[ACTIVITY]:
Among the records below, the line containing "pub mod ids;" marks the start. Output it and all lines after it exactly.

• • • • • • •

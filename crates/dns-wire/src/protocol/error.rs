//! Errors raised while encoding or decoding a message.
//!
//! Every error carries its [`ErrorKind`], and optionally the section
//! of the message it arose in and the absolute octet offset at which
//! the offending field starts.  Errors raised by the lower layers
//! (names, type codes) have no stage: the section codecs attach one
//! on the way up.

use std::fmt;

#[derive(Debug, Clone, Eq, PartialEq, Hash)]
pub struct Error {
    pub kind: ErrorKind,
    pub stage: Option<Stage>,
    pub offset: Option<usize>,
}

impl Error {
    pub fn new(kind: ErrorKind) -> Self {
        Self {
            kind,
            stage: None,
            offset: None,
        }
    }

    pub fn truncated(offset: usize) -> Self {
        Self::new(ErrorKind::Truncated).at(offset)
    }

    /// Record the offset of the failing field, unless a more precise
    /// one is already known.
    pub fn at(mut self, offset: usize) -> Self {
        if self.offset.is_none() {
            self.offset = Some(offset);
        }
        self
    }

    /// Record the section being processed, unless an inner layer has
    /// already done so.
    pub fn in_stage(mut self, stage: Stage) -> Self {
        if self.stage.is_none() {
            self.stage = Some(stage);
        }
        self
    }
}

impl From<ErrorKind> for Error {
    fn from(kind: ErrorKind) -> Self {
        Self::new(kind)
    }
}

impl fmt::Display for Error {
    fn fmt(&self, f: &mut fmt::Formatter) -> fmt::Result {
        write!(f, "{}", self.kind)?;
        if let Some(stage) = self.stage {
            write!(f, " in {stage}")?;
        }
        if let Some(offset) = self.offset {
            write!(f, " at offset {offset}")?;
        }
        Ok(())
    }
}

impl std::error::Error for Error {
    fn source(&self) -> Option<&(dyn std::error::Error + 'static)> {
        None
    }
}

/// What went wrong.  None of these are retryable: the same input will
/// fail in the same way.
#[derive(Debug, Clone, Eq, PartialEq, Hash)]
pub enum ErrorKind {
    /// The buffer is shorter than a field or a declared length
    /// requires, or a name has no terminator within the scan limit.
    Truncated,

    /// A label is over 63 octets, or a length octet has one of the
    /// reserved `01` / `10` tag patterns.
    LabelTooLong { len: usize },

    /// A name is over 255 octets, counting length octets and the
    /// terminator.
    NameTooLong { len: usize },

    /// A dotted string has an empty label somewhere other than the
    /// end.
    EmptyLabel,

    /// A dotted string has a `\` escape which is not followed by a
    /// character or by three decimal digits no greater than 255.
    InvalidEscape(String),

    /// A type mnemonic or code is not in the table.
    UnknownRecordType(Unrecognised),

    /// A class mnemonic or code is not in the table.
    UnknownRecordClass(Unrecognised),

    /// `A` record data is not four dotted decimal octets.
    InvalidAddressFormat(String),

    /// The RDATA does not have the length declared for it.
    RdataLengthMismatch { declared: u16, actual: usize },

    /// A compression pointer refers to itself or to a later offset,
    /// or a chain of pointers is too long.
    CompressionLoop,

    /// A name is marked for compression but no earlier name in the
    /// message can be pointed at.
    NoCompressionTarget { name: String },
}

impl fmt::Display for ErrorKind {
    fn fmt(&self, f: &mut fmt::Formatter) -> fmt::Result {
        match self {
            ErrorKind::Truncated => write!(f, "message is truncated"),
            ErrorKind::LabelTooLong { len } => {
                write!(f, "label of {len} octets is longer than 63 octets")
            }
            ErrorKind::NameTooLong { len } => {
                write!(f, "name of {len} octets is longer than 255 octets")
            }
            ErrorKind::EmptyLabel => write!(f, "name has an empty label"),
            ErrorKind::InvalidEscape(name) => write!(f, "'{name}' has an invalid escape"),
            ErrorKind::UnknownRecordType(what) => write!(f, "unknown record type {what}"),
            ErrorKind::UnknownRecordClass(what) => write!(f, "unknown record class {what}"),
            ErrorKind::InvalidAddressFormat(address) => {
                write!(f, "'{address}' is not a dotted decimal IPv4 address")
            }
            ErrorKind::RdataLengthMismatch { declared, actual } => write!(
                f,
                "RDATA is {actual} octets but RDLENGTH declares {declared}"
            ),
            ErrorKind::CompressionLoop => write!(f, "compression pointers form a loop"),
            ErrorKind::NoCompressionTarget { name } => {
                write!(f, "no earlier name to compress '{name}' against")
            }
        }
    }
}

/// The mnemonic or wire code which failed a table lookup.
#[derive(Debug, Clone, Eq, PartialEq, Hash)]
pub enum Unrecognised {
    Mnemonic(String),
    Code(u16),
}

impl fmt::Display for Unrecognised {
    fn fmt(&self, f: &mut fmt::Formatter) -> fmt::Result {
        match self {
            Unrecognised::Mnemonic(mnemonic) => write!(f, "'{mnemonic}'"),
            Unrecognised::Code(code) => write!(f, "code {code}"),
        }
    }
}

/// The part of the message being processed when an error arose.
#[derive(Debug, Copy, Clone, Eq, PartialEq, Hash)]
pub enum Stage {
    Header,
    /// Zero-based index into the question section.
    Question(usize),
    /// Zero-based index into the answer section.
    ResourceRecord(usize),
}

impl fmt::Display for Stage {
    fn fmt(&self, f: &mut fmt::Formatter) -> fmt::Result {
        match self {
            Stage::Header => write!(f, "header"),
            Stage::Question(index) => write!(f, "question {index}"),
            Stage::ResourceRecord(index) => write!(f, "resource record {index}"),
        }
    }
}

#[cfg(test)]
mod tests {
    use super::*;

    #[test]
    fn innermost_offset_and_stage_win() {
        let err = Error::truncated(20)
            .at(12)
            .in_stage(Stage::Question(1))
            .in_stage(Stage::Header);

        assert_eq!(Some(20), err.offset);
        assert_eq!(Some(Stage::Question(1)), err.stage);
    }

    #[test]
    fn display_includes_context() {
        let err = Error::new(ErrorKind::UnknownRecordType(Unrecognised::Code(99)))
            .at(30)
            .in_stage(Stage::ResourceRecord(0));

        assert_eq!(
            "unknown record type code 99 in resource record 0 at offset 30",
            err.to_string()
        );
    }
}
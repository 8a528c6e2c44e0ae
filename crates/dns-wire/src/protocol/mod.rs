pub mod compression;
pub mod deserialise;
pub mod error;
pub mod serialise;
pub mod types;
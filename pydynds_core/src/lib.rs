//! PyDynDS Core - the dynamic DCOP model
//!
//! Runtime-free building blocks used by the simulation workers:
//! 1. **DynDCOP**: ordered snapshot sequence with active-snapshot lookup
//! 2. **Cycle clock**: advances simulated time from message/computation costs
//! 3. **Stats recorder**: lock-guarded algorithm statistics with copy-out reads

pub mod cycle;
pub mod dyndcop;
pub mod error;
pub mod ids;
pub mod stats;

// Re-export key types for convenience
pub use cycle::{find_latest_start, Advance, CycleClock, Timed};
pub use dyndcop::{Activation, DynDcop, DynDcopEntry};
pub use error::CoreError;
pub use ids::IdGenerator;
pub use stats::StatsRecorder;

• • • • • • •

[RESULT OF THE EXERCISE]:
pub mod ids;
pub mod stats;

// Re-export key types for convenience
pub use cycle::{find_latest_start, Advance, CycleClock, Timed};
pub use dyndcop::{Activation, DynDcop, DynDcopEntry};
pub use error::CoreError;
pub use ids::IdGenerator;
pub use stats::StatsRecorder;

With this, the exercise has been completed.